Why it's harder to count
Sambur's thesis sounds simple: the old benchmarks for evaluation no longer provide the same confidence. In the classical model, an investor could rely on revenue growth, customer retention, margins, and the predictability of SaaS subscriptions. But AI is rapidly changing the structure of expenses, the speed of feature rollout, and the competitive landscape itself. A company that looks expensive today could in a year become either a new leader or a product without notable protection. That's why the same numbers are now read differently than they were two years ago.
The problem is not only the buzz around generative models. AI simultaneously creates new revenue sources and puts pressure on old advantages: basic functions become cheaper, they are copied faster, and customers begin to expect more for the same money. Therefore, comparing software businesses by old multiples becomes riskier: past results explain future value less well. Especially when the market has not yet decided who will capture the main value — platforms, applications, or infrastructure.
Deals haven't frozen
At the same time, the deal market itself, according to Apollo's top manager, has not stopped. In an interview with Bloomberg in The Close program, Sambur noted that even the uncertainty related to the conflict around Iran did not kill the desire to make deals. Yes, markets are more comfortable in a calm and clear environment, but private equity cannot wait indefinitely for a perfect window. There is money on the market, but tolerance for uncertainty is distributed unevenly, and this itself affects the pace of negotiations.
"Fortunes are made on volatility,"
Sambur said, explaining why turbulence doesn't always slow down buyers. For funds, this means stricter selection and a longer asset verification process. When there's a lot of noise around — from geopolitics to AI expectations — the cost of error grows. But at the same time, the probability of buying a strong asset when the market cannot quickly agree on a fair valuation also grows. It is in such zones, judging by Sambur's words, that there remains space for large deals. This is where funds try to see the price before consensus appears in the entire market.
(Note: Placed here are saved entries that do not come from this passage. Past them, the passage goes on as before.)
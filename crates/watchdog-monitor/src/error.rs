use thiserror::Error;

#[derive(Debug, Error)]
pub enum MonitorError {
    #[error("failed to build HTTP client: {0}")]
    Client(#[from] reqwest::Error),
}

pub type MonitorResult<T> = Result<T, MonitorError>;
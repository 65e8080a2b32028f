//! Whole-day expiry arithmetic shared by the certificate and scheme
//! manager probes.

/// Targets expiring within this many days are reported.
pub const EXPIRY_WARNING_DAYS: i64 = 30;

const SECS_PER_DAY: i64 = 86_400;

/// Outcome of comparing an expiry instant with the current time.
#[derive(Debug, Clone, Copy, PartialEq, Eq)]
pub enum Expiry {
    /// Expired this many whole days ago.
    Expired { days: i64 },
    /// Expires in this many whole days (fewer than the warning window).
    ExpiresSoon { days: i64 },
}

/// Classify `not_after` (unix seconds) against `now` (unix seconds).
///
/// Days are whole days truncated toward zero, so something that expired
/// a few hours ago still counts as expiring "in 0 days".
pub fn classify_expiry(not_after: i64, now: i64) -> Option<Expiry> {
    let days_expired = (now - not_after) / SECS_PER_DAY;
    if days_expired > 0 {
        Some(Expiry::Expired { days: days_expired })
    } else if days_expired > -EXPIRY_WARNING_DAYS {
        Some(Expiry::ExpiresSoon {
            days: -days_expired,
        })
    } else {
        None
    }
}

/// Current unix time in seconds.
pub(crate) fn unix_now() -> i64 {
    std::time::SystemTime::now()
        .duration_since(std::time::UNIX_EPOCH)
        .map(|d| d.as_secs() as i64)
        .unwrap_or_default()
}

#[cfg(test)]
mod tests {
    use super::*;

    const NOW: i64 = 1_700_000_000;

    fn days(n: i64) -> i64 {
        n * SECS_PER_DAY
    }

    #[test]
    fn ten_days_ahead_expires_soon() {
        assert_eq!(
            classify_expiry(NOW + days(10), NOW),
            Some(Expiry::ExpiresSoon { days: 10 })
        );
    }

    #[test]
    fn ten_days_ago_expired() {
        assert_eq!(
            classify_expiry(NOW - days(10), NOW),
            Some(Expiry::Expired { days: 10 })
        );
    }

    #[test]
    fn forty_five_days_ahead_is_fine() {
        assert_eq!(classify_expiry(NOW + days(45), NOW), None);
    }

    #[test]
    fn window_edge() {
        assert_eq!(classify_expiry(NOW + days(30), NOW), None);
        assert_eq!(
            classify_expiry(NOW + days(30) - 1, NOW),
            Some(Expiry::ExpiresSoon { days: 29 })
        );
    }

    #[test]
    fn partial_days_truncate() {
        assert_eq!(
            classify_expiry(NOW - 3600, NOW),
            Some(Expiry::ExpiresSoon { days: 0 })
        );
    }
}
//! Slack-compatible incoming webhook delivery.

use async_trait::async_trait;
use reqwest::Client;
use serde::Serialize;

use crate::dispatcher::NotificationSink;
use crate::error::{NotifyError, NotifyResult};
use crate::policy::{Color, Notification};

const USERNAME: &str = "watchdogd";
const ICON_EMOJI: &str = ":dog:";
const BROADCAST: &str = "<!channel> ";

#[derive(Debug, Serialize)]
struct Payload<'a> {
    text: String,
    username: &'a str,
    icon_emoji: &'a str,
    attachments: Vec<PayloadAttachment<'a>>,
}

#[derive(Debug, Serialize)]
struct PayloadAttachment<'a> {
    fallback: &'a str,
    text: &'a str,
    color: Color,
}

impl<'a> Payload<'a> {
    fn from_notification(notification: &'a Notification) -> Self {
        let text = if notification.urgent {
            format!("{BROADCAST}{}", notification.text)
        } else {
            notification.text.clone()
        };
        Self {
            text,
            username: USERNAME,
            icon_emoji: ICON_EMOJI,
            attachments: notification
                .attachments
                .iter()
                .map(|a| PayloadAttachment {
                    fallback: &a.text,
                    text: &a.text,
                    color: a.color,
                })
                .collect(),
        }
    }
}

/// Posts notifications to one webhook URL.
pub struct SlackWebhook {
    url: String,
    client: Client,
}

impl SlackWebhook {
    pub fn new(url: impl Into<String>, client: Client) -> Self {
        Self {
            url: url.into(),
            client,
        }
    }
}

#[async_trait]
impl NotificationSink for SlackWebhook {
    fn name(&self) -> &str {
        &self.url
    }

    async fn send(&self, notification: &Notification) -> NotifyResult<()> {
        let response = self
            .client
            .post(&self.url)
            .json(&Payload::from_notification(notification))
            .send()
            .await?;
        if !response.status().is_success() {
            return Err(NotifyError::Status(response.status().as_u16()));
        }
        Ok(())
    }
}
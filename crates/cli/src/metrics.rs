//! Prometheus registry and text encoding.

use once_cell::sync::Lazy;
use prometheus::{Encoder, Registry, TextEncoder};
use tracing::warn;

/// Global metrics registry.
pub static REGISTRY: Lazy<Registry> = Lazy::new(|| {
    let registry = Registry::new();
    for metric in scrapefleet_core::metrics::all_metrics() {
        if let Err(e) = registry.register(metric) {
            warn!("Failed to register metric: {}", e);
        }
    }
    registry
});

/// Encode all metrics as Prometheus text format.
pub fn encode_metrics() -> Result<String, prometheus::Error> {
    let encoder = TextEncoder::new();
    let metric_families = REGISTRY.gather();
    let mut buffer = Vec::new();
    encoder.encode(&metric_families, &mut buffer)?;
    String::from_utf8(buffer).map_err(|e| prometheus::Error::Msg(e.to_string()))
}
//! Worker payload runner.

use std::sync::Arc;
use std::time::Instant;

use serde::{Deserialize, Serialize};
use tracing::{error, info, warn};

use crate::compute::{ComputeProvider, InstanceId};
use crate::metrics;
use crate::status::{ItemStatus, StatusStore};

use super::task::ScrapeTask;

/// Result of the worker's self-termination request.
#[derive(Debug, Clone, PartialEq, Eq, Serialize, Deserialize)]
#[serde(rename_all = "snake_case", tag = "result")]
pub enum SelfTermination {
    /// The provider accepted the request.
    Requested { instance_id: InstanceId },
    /// This process has no instance identity.
    NoIdentity,
    /// The provider rejected the request.
    Failed { error: String },
}

impl SelfTermination {
    pub fn is_requested(&self) -> bool {
        matches!(self, SelfTermination::Requested { .. })
    }
}

/// What a worker run recorded.
#[derive(Debug, Clone, PartialEq, Eq, Serialize, Deserialize)]
pub struct PayloadOutcome {
    /// Terminal status written (or attempted) for the item.
    pub status: ItemStatus,
    pub error: Option<String>,
    /// Whether the status write reached the store.
    pub reported: bool,
    pub termination: SelfTermination,
}

/// Runs the scrape task for one item, reports the result and terminates.
pub struct WorkerPayload {
    store: Arc<dyn StatusStore>,
    provider: Arc<dyn ComputeProvider>,
    task: Arc<dyn ScrapeTask>,
}

impl WorkerPayload {
    pub fn new(
        store: Arc<dyn StatusStore>,
        provider: Arc<dyn ComputeProvider>,
        task: Arc<dyn ScrapeTask>,
    ) -> Self {
        Self {
            store,
            provider,
            task,
        }
    }

    /// Run the task once for `(group, item)`.
    ///
    /// Success is reported as COMPLETE, any task error as STOPPED with the
    /// error text. Store failures are logged and do not stop the
    /// self-termination attempt.
    pub async fn run(&self, group: &str, item: &str) -> PayloadOutcome {
        info!(group, item, task = self.task.name(), "Worker started");

        let started = Instant::now();
        let result = self.task.run(group, item).await;
        let elapsed = started.elapsed().as_secs_f64();

        let (status, error) = match result {
            Ok(output) => {
                metrics::TASK_DURATION
                    .with_label_values(&["success"])
                    .observe(elapsed);
                info!(
                    group,
                    item,
                    title = output.title.as_deref().unwrap_or("-"),
                    elapsed_secs = elapsed,
                    "Task completed"
                );
                (ItemStatus::Complete, None)
            }
            Err(e) => {
                metrics::TASK_DURATION
                    .with_label_values(&["failure"])
                    .observe(elapsed);
                error!(group, item, error = %e, elapsed_secs = elapsed, "Task failed");
                (ItemStatus::Stopped, Some(e.to_string()))
            }
        };

        let reported = self.report(group, item, status, error.as_deref());
        let termination = self.terminate_self().await;

        PayloadOutcome {
            status,
            error,
            reported,
            termination,
        }
    }

    fn report(&self, group: &str, item: &str, status: ItemStatus, error: Option<&str>) -> bool {
        metrics::WORKER_REPORTS
            .with_label_values(&[status.as_str()])
            .inc();

        match self.store.set_status(group, item, status, error) {
            Ok(()) => {
                info!(group, item, status = %status, "Recorded item status");
                true
            }
            Err(e) => {
                error!(group, item, status = %status, error = %e, "Failed to record item status");
                false
            }
        }
    }

    async fn terminate_self(&self) -> SelfTermination {
        let Some(instance_id) = self.provider.current_instance_id().await else {
            warn!("No instance identity available, cannot self-terminate");
            metrics::SELF_TERMINATIONS
                .with_label_values(&["worker", "skipped"])
                .inc();
            return SelfTermination::NoIdentity;
        };

        match self
            .provider
            .terminate_instances(std::slice::from_ref(&instance_id))
            .await
        {
            Ok(()) => {
                info!(instance_id = %instance_id, "Requested worker self-termination");
                metrics::SELF_TERMINATIONS
                    .with_label_values(&["worker", "requested"])
                    .inc();
                SelfTermination::Requested { instance_id }
            }
            Err(e) => {
                error!(instance_id = %instance_id, error = %e, "Worker self-termination failed");
                metrics::SELF_TERMINATIONS
                    .with_label_values(&["worker", "failed"])
                    .inc();
                SelfTermination::Failed {
                    error: e.to_string(),
                }
            }
        }
    }
}
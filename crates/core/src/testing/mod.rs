//! Testing utilities and mock implementations.
//!
//! Mocks for the compute provider, the status store and the scrape task,
//! so the controller and the worker payload can be exercised without real
//! infrastructure.
//!
//! # Example
//!
//! ```rust,ignore
//! use scrapefleet_core::testing::{MockComputeProvider, MockScrapeTask};
//!
//! let provider = Arc::new(MockComputeProvider::new().with_own_id("i-controller"));
//! let task = Arc::new(MockScrapeTask::new());
//!
//! // Wire them into a Controller or WorkerPayload...
//! ```

mod mock_compute;
mod mock_status_store;
mod mock_task;

pub use mock_compute::{MockComputeProvider, RecordedLaunch};
pub use mock_status_store::{MockStatusStore, RecordedWrite};
pub use mock_task::MockScrapeTask;

/// Test fixtures and helper functions.
pub mod fixtures {
    use crate::compute::{InstanceRole, Tags, TAG_GROUP, TAG_ITEM, TAG_PURPOSE};

    /// Tags of a worker launched for `(group, item)`.
    pub fn worker_tags(group: &str, item: &str) -> Tags {
        let mut tags = Tags::new();
        tags.insert(
            TAG_PURPOSE.to_string(),
            InstanceRole::Worker.purpose().to_string(),
        );
        tags.insert(TAG_GROUP.to_string(), group.to_string());
        tags.insert(TAG_ITEM.to_string(), item.to_string());
        tags
    }

    /// Owned item names.
    pub fn items(names: &[&str]) -> Vec<String> {
        names.iter().map(|s| s.to_string()).collect()
    }
}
What they're looking at now
If we translate Sambur's words into practical terms, software investors are now looking not just at familiar SaaS metrics. It's much more important to understand whether AI gives the company a sustainable advantage or just adds a fashionable layer to an old product. There are more questions, and almost all of them come down to the quality of the business model over several years. The buyer needs to understand what exactly will remain in the business when the initial interest in the topic wanes.
- Can AI really improve the product and customer retention, not just presentation to the market
- What business functions risk becoming commoditized quickly due to cheap models and new competitors
- How will margin and unit economics change if the cost of inference and product development continues to decline
- Will the company be able to protect its price when competitors release similar AI features faster
- What in revenue growth is related to real demand and what is temporary hype
For buyers, this is no longer just a matter of technology. It's about how quickly the team is restructuring the product, sales, and pricing for the new reality. If AI reduces barriers to entry, then the premium goes not to every company with a loud AI label, but to the one that turns technology into a repeatable financial result. This requires not fashionable positioning, but demonstrable execution discipline and clear economics of implementation in each customer segment.
What this means
The software deal market is entering a phase where standard valuation formulas are not enough. Winners will be investors who can separate real AI effects from overpriced expectations, and companies that can prove it with numbers. For founders, this is a signal: one word "AI" in a presentation is no longer enough — you need to show how technology changes revenue, margin, and market position. This is likely where the new boundary will pass between an expensive asset and an overvalued story.